Bioorg Med Chem. 2001 Aug;9(8):2045-59. doi: 10.1016/s0968-0896(01)00114-6.
A series of novel (4-piperidin-1-yl)-phenyl sulfonamides was prepared and evaluated for their biological activity on the human beta(3)-adrenergic receptor (AR). Replacement of the 3,4-dihydroxyl group of the catechol moiety with 4-hydroxyl-3-methyl sulfonamide on the left-hand side of the compounds resulted in a number of potent full agonists at the beta(3) receptor. Modification of the right-hand side of the compounds by incorporation of a free carboxylic acid resulted in a few potent human beta(3) agonists with low affinities for beta(1)- and beta(2)-ARs. N-Alkyl substitution on the 4-piperidin-1-yl-phenylamine further increased the beta(3) potency while maintaining the selectivity. For example, sulfonamide 48 is a potent full beta(3) agonist (EC(50)=0.004 microM, IA=1.0) with > 500-fold selectivity over beta(1)- and beta(2)-ARs.

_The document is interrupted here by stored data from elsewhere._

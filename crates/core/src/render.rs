//! Two-stage rendering of analysis results.
//!
//! Grammar errors preempt everything downstream: the code stage and the AST
//! panes are only shown once the grammar is valid.

use peglint_diagnostics::{Diagnostic, Stage};
use serde::Serialize;

use crate::gateway::AnalysisResult;

/// Display state of one validation stage.
#[derive(Debug, Clone, Default, PartialEq, Eq, Serialize)]
#[serde(tag = "status", content = "diagnostics", rename_all = "lowercase")]
pub enum StageState {
    /// Nothing to show: no badge, no list.
    #[default]
    Empty,
    /// Analysis passed.
    Valid,
    /// Analysis failed with these diagnostics, in analyzer order.
    Invalid(Vec<Diagnostic>),
}

impl StageState {
    /// Badge text for the stage header, if one is shown.
    pub fn badge(&self) -> Option<&'static str> {
        match self {
            StageState::Empty => None,
            StageState::Valid => Some("Valid"),
            StageState::Invalid(_) => Some("Invalid"),
        }
    }

    /// Diagnostics listed under the stage; empty unless `Invalid`.
    pub fn diagnostics(&self) -> &[Diagnostic] {
        match self {
            StageState::Invalid(diags) => diags,
            _ => &[],
        }
    }

    fn from_diagnostics(diags: &[Diagnostic]) -> Self {
        if diags.is_empty() {
            StageState::Valid
        } else {
            StageState::Invalid(diags.to_vec())
        }
    }
}

/// Everything the playground shows for one analysis cycle.
///
/// `RenderState::default()` is the cleared state.
#[derive(Debug, Clone, Default, PartialEq, Eq, Serialize)]
#[serde(rename_all = "camelCase")]
pub struct RenderState {
    /// Grammar stage.
    pub grammar: StageState,
    /// Code stage.
    pub code: StageState,
    /// AST pane contents.
    pub ast: String,
    /// Optimized AST pane contents.
    pub ast_optimized: String,
}

impl RenderState {
    /// State of the given stage.
    pub fn stage(&self, stage: Stage) -> &StageState {
        match stage {
            Stage::Grammar => &self.grammar,
            Stage::Code => &self.code,
        }
    }

    /// Whether both stages are `Empty` and the panes are clear.
    pub fn is_cleared(&self) -> bool {
        *self == RenderState::default()
    }
}

/// Turn an analysis outcome into display state.
///
/// `None` means the grammar was empty and no analysis ran.
pub fn render(result: Option<&AnalysisResult>) -> RenderState {
    let Some(result) = result else {
        return RenderState::default();
    };

    if !result.grammar_diagnostics.is_empty() {
        return RenderState {
            grammar: StageState::Invalid(result.grammar_diagnostics.clone()),
            ..RenderState::default()
        };
    }

    let code = StageState::from_diagnostics(&result.code_diagnostics);
    let (ast, ast_optimized) = if code == StageState::Valid {
        (result.ast.clone(), result.ast_optimized.clone())
    } else {
        (String::new(), String::new())
    };

    RenderState {
        grammar: StageState::Valid,
        code,
        ast,
        ast_optimized,
    }
}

制备了一系列新型的(4-哌啶-1-基)-苯磺酰胺,并评估了它们对人β(3)-肾上腺素能受体(AR)的生物活性。在化合物左侧,将儿茶酚部分的3,4-二羟基用4-羟基-3-甲基磺酰胺取代,产生了许多β(3)受体的强效完全激动剂。通过引入游离羧酸对化合物右侧进行修饰,得到了一些对β(1)-和β(2)-ARs亲和力低的强效人β(3)激动剂。4-哌啶-1-基-苯胺上的N-烷基取代进一步提高了β(3)效力,同时保持了选择性。例如,磺酰胺48是一种强效的完全β(3)激动剂(EC(50)=0.004 microM,IA=1.0),对β(1)-和β(2)-ARs的选择性大于500倍。